UNDERLYING PRINCIPLE OF DISSEMINATION
Philosophically, the idea that underlies dissemination is the movement from the universal to the particular. Each disseminator applies a philosophy more narrowly (while implicitly retaining the whole). Socially, the process of dissemination affects more and more people. Thus, in dissemination from a primary philosopher to truck drivers, the philosophical and social hierarchies are parallel.[7]

Burgess Laughlin
Author, The Power and the Glory: The Key Ideas and Crusading Lives of Eight Debaters of Reason vs. Faith

[1] For innovative, general insight into the hierarchy of a philosophical army: Ayn Rand, For the New Intellectual: The Philosophy of Ayn Rand, hardback, p. 25. To better meet my needs as a student of history, I have added stages in the hierarchy and I have used additional terminology.

[2] For the idea of primary philosophers: Dr. Andrew Bernstein's recorded lecture, "Four Giants of Philosophy"; and Dr. Gary Hull's recorded lecture, "The Two False Theories of Concepts." Both lectures are available from The Ayn Rand Bookstore.

[3] For an example of a primary philosopher's influence, 175 years later, on an academic philosophizer: indirectly, a discussion of work by John Rawls (a Harvard philosophy professor, author of *A Theory of Justice*) in Ayn Rand, "An Untitled Letter," Philosophy: Who Needs it, pp. 131-137 and 140-144. For the transmission and dissemination of Kantianism, from Kant to Rawls: Leonard Peikoff, Ominous Parallel, especially Chs. 2, 6, 14 and 15.

[4] For Galileo as philosopher of science and as scientist: "Preface," William A Wallace, Galileo Logic's of Discovery and Proof: The Background, Content, and Use of His Appropriated Treatises on Aristotle's Posterior Analytics, Vol. 137 (a philosophy of science series), Kluwer Academic Publishers, Boston, 1992. As elsewhere, I am offering this example tentatively.

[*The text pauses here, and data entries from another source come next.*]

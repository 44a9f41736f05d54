//! Logging utilities.
//!
//! Logger initialization lives here so binaries only make one call. Everything
//! else in the workspace logs through the `log` facade.

mod init;

pub use init::{init_logging, LoggingConfig};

I am not a specialist in any of their philosophies.

[5] For philosophy's effect on the man in the street: Ayn Rand, Philosophy: Who Needs It, p. 5 of the title essay.

[6] I have discussed dissemination here only as a process of spreading ideas down a social hierarchy. Dissemination also includes spreading ideas "laterally," for example, tertiary philosophers who have adopted Kant's philosophy may advocate that philosophy to their peers, inside or outside of academia.

[7] "Enablers" can play a role at each stage of dissemination, but without themselves being disseminators of the ideas. For example, a philosophically mute but wealthy businsessman might provide free lodging to a philosopher who is developing a book presenting a key element of his new philosophy; a scientist immersed in his own specialized work might donate part of his salary to an institution dedicated to spreading a particular philosophy; and a carpenter might donate a new philosopher's book to a local library.